impl GeminiClient {
    /// Create a new client with the given configuration and credential.
    pub fn new(
        config: GeminiConfig,
        video: VideoConfig,
        api_key: String,
    ) -> Result<Self, GeminiError> {
        let client = Client::builder()
            .timeout(Duration::from_secs(config.timeout_seconds))
            .build()
            .map_err(|e| GeminiError::Provider {
                status: None,
                message: e.to_string(),
            })?;

        Ok(Self {
            client,
            config,
            video,
            api_key,
        })
    }

    fn model_url(&self, model: &str, verb: &str) -> String {
        format!(
            "{}/models/{}:{}?key={}",
            self.config.base_url, model, verb, self.api_key
        )
    }

    async fn post_json<B: Serialize, R: for<'de> Deserialize<'de>>(
        &self,
        url: &str,
        body: &B,
    ) -> Result<R, GeminiError> {
        let response = self.client.post(url).json(body).send().await.map_err(|e| {
            if e.is_connect() {
                GeminiError::ConnectionRefused(format!(
                    "Could not reach {}. Check the network connection.",
                    self.config.base_url
                ))
            } else if e.is_timeout() {
                GeminiError::Timeout(self.config.timeout_seconds)
            } else {
                GeminiError::from(e)
            }
        })?;

        let status = response.status();
        if !status.is_success() {
            let body_text = response.text().await.unwrap_or_default();
            return Err(map_status_error(status.as_u16(), &body_text));
        }

        response.json::<R>().await.map_err(|e| GeminiError::Provider {
            status: None,
            message: format!("Failed to parse provider response: {}", e),
        })
    }

    async fn generate_image(
        &self,
        prompt: &str,
        mood: Mood,
        scene: Scene,
        style: ImageStyle,
    ) -> Result<Option<Visual>, GeminiError> {
        let enriched = enrich_visual_prompt(prompt, mood, scene, style);
        debug!("Requesting image from {}", self.config.image_model);

        // The image model accepts neither responseMimeType nor responseSchema
        let request = GenerateContentBody {
            contents: vec![Content::user_text(enriched)],
            system_instruction: None,
            generation_config: None,
        };

        let url = self.model_url(&self.config.image_model, "generateContent");
        let response: GenerateContentResponse = self.post_json(&url, &request).await?;

        Ok(find_inline_image(&response))
    }

    async fn generate_animated(
        &self,
        prompt: &str,
        mood: Mood,
        scene: Scene,
    ) -> Result<Option<Visual>, GeminiError> {
        let video_prompt = format!(
            "Cinematic, looping motion, high quality, {} vibe, {} setting. {}",
            mood.label(),
            scene.label(),
            prompt
        );

        let request = VideoGenerationBody {
            instances: vec![VideoInstance {
                prompt: video_prompt,
            }],
            parameters: VideoParameters {
                number_of_videos: 1,
                resolution: self.video.resolution.clone(),
                aspect_ratio: self.video.aspect_ratio.clone(),
            },
        };

        let url = self.model_url(&self.config.video_model, "predictLongRunning");
        let mut operation: VideoOperation = self.post_json(&url, &request).await?;
        info!("Started video operation {}", operation.name);

        let schedule = PollSchedule::from_config(&self.video);
        let mut attempts = 0u32;
        while !operation.done {
            match schedule.next_delay(attempts) {
                Some(delay) => tokio::time::sleep(delay).await,
                None => return Err(GeminiError::PollExhausted { attempts }),
            }
            attempts += 1;
            operation = self.poll_operation(&operation.name).await?;
            debug!("Poll {}: done={}", attempts, operation.done);
        }

        let uri = operation
            .response
            .and_then(|r| r.generated_videos.into_iter().next())
            .and_then(|v| v.video)
            .and_then(|f| f.uri);

        let Some(uri) = uri else {
            return Ok(None);
        };

        let path = self.fetch_video(&uri).await?;
        Ok(Some(Visual::Video { path }))
    }

    async fn poll_operation(&self, name: &str) -> Result<VideoOperation, GeminiError> {
        let url = format!("{}/{}?key={}", self.config.base_url, name, self.api_key);
        let response = self.client.get(&url).send().await.map_err(GeminiError::from)?;

        let status = response.status();
        if !status.is_success() {
            let body_text = response.text().await.unwrap_or_default();
            return Err(map_status_error(status.as_u16(), &body_text));
        }

        response
            .json::<VideoOperation>()
            .await
            .map_err(|e| GeminiError::Provider {
                status: None,
                message: format!("Failed to parse operation status: {}", e),
            })
    }

    /// Download the finished video. The credential rides along as a query
    /// parameter on the fetch and ends up nowhere near the returned path.
    async fn fetch_video(&self, uri: &str) -> Result<PathBuf, GeminiError> {
        let url = format!("{}&key={}", uri, self.api_key);
        let response = self
            .client
            .get(&url)
            .send()
            .await
            .map_err(|e| GeminiError::VideoFetch(e.to_string()))?;

        if !response.status().is_success() {
            return Err(GeminiError::VideoFetch(format!(
                "HTTP {}",
                response.status().as_u16()
            )));
        }

        let bytes = response
            .bytes()
            .await
            .map_err(|e| GeminiError::VideoFetch(e.to_string()))?;

        let dir = self
            .video
            .media_dir
            .clone()
            .unwrap_or_else(std::env::temp_dir);
        std::fs::create_dir_all(&dir)
            .map_err(|e| GeminiError::VideoFetch(format!("media dir: {}", e)))?;
        let path = dir.join(format!(
            "threadsmith-{}.mp4",
            chrono::Local::now().timestamp_millis()
        ));
        std::fs::write(&path, &bytes).map_err(|e| GeminiError::VideoFetch(e.to_string()))?;
        info!("Saved video to {}", path.display());
        Ok(path)
    }
}
//! Per-post card state machine
//!
//! Pure interaction state for one rendered post: view/edit mode, the image
//! panel, and cosmetic engagement counters. All transitions are synchronous;
//! the session loop performs any I/O (clipboard, browser, provider calls)
//! around them.

use percent_encoding::{utf8_percent_encode, NON_ALPHANUMERIC};
use rand::Rng;

use crate::core::gemini::Visual;
use crate::models::Post;

/// External compose endpoint; the formatted text rides along percent-encoded.
pub const COMPOSE_ENDPOINT: &str = "https://www.threads.net/intent/post";

#[derive(Debug, Clone, PartialEq, Eq)]
pub enum CardState {
    Viewing,
    Editing {
        draft_content: String,
        draft_tags: String,
    },
}

/// Orthogonal image-panel state.
#[derive(Debug, Clone, PartialEq, Eq)]
pub enum ImagePanel {
    Closed,
    Open,
    Displaying(Visual),
}

/// Cosmetic engagement counters, randomly seeded on first render. Toggles
/// behave as booleans with a ±1 count adjustment and carry no external
/// effect.
#[derive(Debug, Clone)]
pub struct Engagement {
    base_likes: u32,
    base_reposts: u32,
    base_comments: u32,
    pub liked: bool,
    pub reposted: bool,
}

impl Engagement {
    pub fn seeded(rng: &mut impl Rng) -> Self {
        Self {
            base_likes: rng.gen_range(12..462),
            base_reposts: rng.gen_range(0..120),
            base_comments: rng.gen_range(0..60),
            liked: false,
            reposted: false,
        }
    }

    pub fn likes(&self) -> u32 {
        self.base_likes + self.liked as u32
    }

    pub fn reposts(&self) -> u32 {
        self.base_reposts + self.reposted as u32
    }

    pub fn comments(&self) -> u32 {
        self.base_comments
    }
}

/// Interactive state for one post card.
#[derive(Debug, Clone)]
pub struct CardController {
    state: CardState,
    image_panel: ImagePanel,
    engagement: Engagement,
}

impl CardController {
    pub fn new() -> Self {
        Self::with_rng(&mut rand::thread_rng())
    }

    pub fn with_rng(rng: &mut impl Rng) -> Self {
        Self {
            state: CardState::Viewing,
            image_panel: ImagePanel::Closed,
            engagement: Engagement::seeded(rng),
        }
    }

    pub fn state(&self) -> &CardState {
        &self.state
    }

    pub fn image_panel(&self) -> &ImagePanel {
        &self.image_panel
    }

    pub fn engagement(&self) -> &Engagement {
        &self.engagement
    }

    pub fn is_editing(&self) -> bool {
        matches!(self.state, CardState::Editing { .. })
    }

    /// Enter edit mode with drafts seeded from the post. Forces the image
    /// panel closed. Rejected while already editing.
    pub fn start_edit(&mut self, post: &Post) -> bool {
        if self.is_editing() {
            return false;
        }
        self.state = CardState::Editing {
            draft_content: post.content.clone(),
            draft_tags: post.tags.join(" "),
        };
        self.image_panel = ImagePanel::Closed;
        true
    }

    /// Replace the drafts while editing.
    pub fn set_draft(&mut self, content: impl Into<String>, tags: impl Into<String>) -> bool {
        match &mut self.state {
            CardState::Editing {
                draft_content,
                draft_tags,
            } => {
                *draft_content = content.into();
                *draft_tags = tags.into();
                true
            }
            CardState::Viewing => false,
        }
    }

    /// Leave edit mode, handing the drafts back for the store commit.
    pub fn save_edit(&mut self) -> Option<(String, String)> {
        match std::mem::replace(&mut self.state, CardState::Viewing) {
            CardState::Editing {
                draft_content,
                draft_tags,
            } => Some((draft_content, draft_tags)),
            CardState::Viewing => None,
        }
    }

    /// Leave edit mode discarding the drafts.
    pub fn cancel_edit(&mut self) -> bool {
        if !self.is_editing() {
            return false;
        }
        self.state = CardState::Viewing;
        true
    }

    /// Open or close the image panel. Only available while viewing; closing
    /// from `Displaying` drops the result.
    pub fn toggle_image_panel(&mut self) -> bool {
        if self.is_editing() {
            return false;
        }
        self.image_panel = match self.image_panel {
            ImagePanel::Closed => ImagePanel::Open,
            ImagePanel::Open | ImagePanel::Displaying(_) => ImagePanel::Closed,
        };
        true
    }

    /// A generation succeeded while the panel was open.
    pub fn image_generated(&mut self, visual: Visual) -> bool {
        if self.image_panel != ImagePanel::Open {
            return false;
        }
        self.image_panel = ImagePanel::Displaying(visual);
        true
    }

    /// Clear the displayed result and return to the open panel so a new
    /// generation can start.
    pub fn regenerate(&mut self) -> bool {
        if !matches!(self.image_panel, ImagePanel::Displaying(_)) {
            return false;
        }
        self.image_panel = ImagePanel::Open;
        true
    }

    pub fn toggle_like(&mut self) -> u32 {
        self.engagement.liked = !self.engagement.liked;
        self.engagement.likes()
    }

    pub fn toggle_repost(&mut self) -> u32 {
        self.engagement.reposted = !self.engagement.reposted;
        self.engagement.reposts()
    }
}

impl Default for CardController {
    fn default() -> Self {
        Self::new()
    }
}

/// Compose URL for publishing: the full formatted text percent-encoded as
/// the `text` query parameter.
pub fn compose_url(post: &Post) -> String {
    format!(
        "{}?text={}",
        COMPOSE_ENDPOINT,
        utf8_percent_encode(&post.full_text(), NON_ALPHANUMERIC)
    )
}
use serde::{Deserialize, Serialize};
use std::path::PathBuf;

/// Configuration loaded from threadsmith.toml
#[derive(Debug, Clone, Default, Serialize, Deserialize)]
pub struct Config {
    #[serde(default)]
    pub gemini: GeminiConfig,
    #[serde(default)]
    pub generation: GenerationConfig,
    #[serde(default)]
    pub video: VideoConfig,
    #[serde(default)]
    pub behavior: BehaviorConfig,
}

/// Provider endpoint configuration
#[derive(Debug, Clone, Serialize, Deserialize)]
pub struct GeminiConfig {
    /// API base URL
    #[serde(default = "default_base_url")]
    pub base_url: String,
    /// Model used for static image generation
    #[serde(default = "default_image_model")]
    pub image_model: String,
    /// Model used for animated (video) generation
    #[serde(default = "default_video_model")]
    pub video_model: String,
    /// Timeout in seconds for API requests
    #[serde(default = "default_timeout")]
    pub timeout_seconds: u64,
    /// Environment variable holding the API key
    #[serde(default = "default_api_key_env")]
    pub api_key_env: String,
}

impl Default for GeminiConfig {
    fn default() -> Self {
        Self {
            base_url: default_base_url(),
            image_model: default_image_model(),
            video_model: default_video_model(),
            timeout_seconds: default_timeout(),
            api_key_env: default_api_key_env(),
        }
    }
}

impl GeminiConfig {
    /// Read the credential from the configured environment variable.
    /// Empty values count as missing.
    pub fn api_key(&self) -> Option<String> {
        std::env::var(&self.api_key_env)
            .ok()
            .filter(|key| !key.trim().is_empty())
    }
}

fn default_base_url() -> String {
    "https://generativelanguage.googleapis.com/v1beta".to_string()
}

fn default_image_model() -> String {
    "gemini-2.5-flash-image".to_string()
}

fn default_video_model() -> String {
    "veo-3.1-fast-generate-preview".to_string()
}

fn default_timeout() -> u64 {
    120
}

fn default_api_key_env() -> String {
    "GEMINI_API_KEY".to_string()
}

/// Text generation parameters
#[derive(Debug, Clone, Serialize, Deserialize)]
pub struct GenerationConfig {
    /// Posts per generation, 4 or 8
    #[serde(default = "default_post_count")]
    pub post_count: usize,
    /// Sampling temperature
    #[serde(default = "default_temperature")]
    pub temperature: f32,
    /// Lower bound of the content length band (characters)
    #[serde(default = "default_min_content_chars")]
    pub min_content_chars: usize,
    /// Upper bound of the content length band (characters)
    #[serde(default = "default_max_content_chars")]
    pub max_content_chars: usize,
    /// Minimum hashtags per post
    #[serde(default = "default_min_tags")]
    pub min_tags: usize,
    /// Maximum hashtags per post
    #[serde(default = "default_max_tags")]
    pub max_tags: usize,
    /// Request an English visual prompt per post
    #[serde(default = "default_visual_prompts")]
    pub visual_prompts: bool,
}

impl Default for GenerationConfig {
    fn default() -> Self {
        Self {
            post_count: default_post_count(),
            temperature: default_temperature(),
            min_content_chars: default_min_content_chars(),
            max_content_chars: default_max_content_chars(),
            min_tags: default_min_tags(),
            max_tags: default_max_tags(),
            visual_prompts: default_visual_prompts(),
        }
    }
}

fn default_post_count() -> usize {
    4
}

fn default_temperature() -> f32 {
    1.2
}

fn default_min_content_chars() -> usize {
    20
}

fn default_max_content_chars() -> usize {
    80
}

fn default_min_tags() -> usize {
    1
}

fn default_max_tags() -> usize {
    3
}

fn default_visual_prompts() -> bool {
    true
}

/// Video generation and polling parameters
#[derive(Debug, Clone, Serialize, Deserialize)]
pub struct VideoConfig {
    /// Seconds between operation polls
    #[serde(default = "default_poll_interval")]
    pub poll_interval_seconds: u64,
    /// Upper bound on polls before giving up
    #[serde(default = "default_max_poll_attempts")]
    pub max_poll_attempts: u32,
    #[serde(default = "default_resolution")]
    pub resolution: String,
    #[serde(default = "default_aspect_ratio")]
    pub aspect_ratio: String,
    /// Where fetched videos are written; system temp dir when unset
    #[serde(default, skip_serializing_if = "Option::is_none")]
    pub media_dir: Option<PathBuf>,
}

impl Default for VideoConfig {
    fn default() -> Self {
        Self {
            poll_interval_seconds: default_poll_interval(),
            max_poll_attempts: default_max_poll_attempts(),
            resolution: default_resolution(),
            aspect_ratio: default_aspect_ratio(),
            media_dir: None,
        }
    }
}

fn default_poll_interval() -> u64 {
    5
}

fn default_max_poll_attempts() -> u32 {
    60
}

fn default_resolution() -> String {
    "720p".to_string()
}

fn default_aspect_ratio() -> String {
    "16:9".to_string()
}

/// Local behavior toggles
#[derive(Debug, Clone, Serialize, Deserialize)]
pub struct BehaviorConfig {
    /// Copy actions write to the system clipboard
    #[serde(default = "default_clipboard")]
    pub clipboard: bool,
}

impl Default for BehaviorConfig {
    fn default() -> Self {
        Self {
            clipboard: default_clipboard(),
        }
    }
}

fn default_clipboard() -> bool {
    true
}

impl Config {
    /// Load config from a TOML file
    pub fn load_from_file(path: &PathBuf) -> Result<Self, ConfigError> {
        let contents =
            std::fs::read_to_string(path).map_err(|e| ConfigError::ReadError(path.clone(), e))?;
        let config: Config =
            toml::from_str(&contents).map_err(|e| ConfigError::ParseError(path.clone(), e))?;
        config.validate()?;
        Ok(config)
    }

    /// Try to load config from threadsmith.toml in the given directory
    pub fn load_from_dir(dir: &PathBuf) -> Result<Self, ConfigError> {
        let config_path = dir.join("threadsmith.toml");
        if config_path.exists() {
            Self::load_from_file(&config_path)
        } else {
            Ok(Self::default())
        }
    }

    pub fn validate(&self) -> Result<(), ConfigError> {
        if self.generation.post_count != 4 && self.generation.post_count != 8 {
            return Err(ConfigError::InvalidValue(format!(
                "generation.post_count must be 4 or 8, got {}",
                self.generation.post_count
            )));
        }
        if self.generation.min_content_chars >= self.generation.max_content_chars {
            return Err(ConfigError::InvalidValue(
                "generation content band must satisfy min < max".to_string(),
            ));
        }
        Ok(())
    }

    /// Merge CLI overrides into the config
    pub fn with_overrides(mut self, post_count: Option<usize>, timeout: Option<u64>) -> Self {
        if let Some(n) = post_count {
            self.generation.post_count = n;
        }
        if let Some(t) = timeout {
            self.gemini.timeout_seconds = t;
        }
        self
    }
}

#[derive(Debug, thiserror::Error)]
pub enum ConfigError {
    #[error("Failed to read config file {0}: {1}")]
    ReadError(PathBuf, std::io::Error),
    #[error("Failed to parse config file {0}: {1}")]
    ParseError(PathBuf, toml::de::Error),
    #[error("Invalid config value: {0}")]
    InvalidValue(String),
}

#[cfg(test)]
mod tests {
    use super::*;

    #[test]
    fn test_default_config() {
        let config = Config::default();
        assert_eq!(
            config.gemini.base_url,
            "https://generativelanguage.googleapis.com/v1beta"
        );
        assert_eq!(config.gemini.api_key_env, "GEMINI_API_KEY");
        assert_eq!(config.generation.post_count, 4);
        assert_eq!(config.generation.min_content_chars, 20);
        assert_eq!(config.generation.max_content_chars, 80);
        assert_eq!(config.video.poll_interval_seconds, 5);
        assert_eq!(config.video.max_poll_attempts, 60);
        assert!(config.behavior.clipboard);
    }

    #[test]
    fn test_config_with_overrides() {
        let config = Config::default().with_overrides(Some(8), Some(300));
        assert_eq!(config.generation.post_count, 8);
        assert_eq!(config.gemini.timeout_seconds, 300);
    }

    #[test]
    fn test_parse_toml() {
        let toml_str = r#"
[gemini]
base_url = "http://localhost:9999/v1beta"
timeout_seconds = 30

[generation]
post_count = 8

[video]
poll_interval_seconds = 1
max_poll_attempts = 3

[behavior]
clipboard = false
"#;
        let config: Config = toml::from_str(toml_str).unwrap();
        assert_eq!(config.gemini.base_url, "http://localhost:9999/v1beta");
        assert_eq!(config.gemini.timeout_seconds, 30);
        assert_eq!(config.generation.post_count, 8);
        assert_eq!(config.generation.temperature, 1.2); // default
        assert_eq!(config.video.max_poll_attempts, 3);
        assert!(!config.behavior.clipboard);
    }

    #[test]
    fn test_validate_rejects_odd_post_count() {
        let mut config = Config::default();
        config.generation.post_count = 5;
        assert!(config.validate().is_err());
        config.generation.post_count = 8;
        assert!(config.validate().is_ok());
    }
}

****

TASK PROMPT
For this exercise, find all lines in the records containing the word "localhost" and copy them.

SOLVED PROBLEM
base_url = "http://localhost:9999/v1beta"
        assert_eq!(config.gemini.base_url, "http://localhost:9999/v1beta");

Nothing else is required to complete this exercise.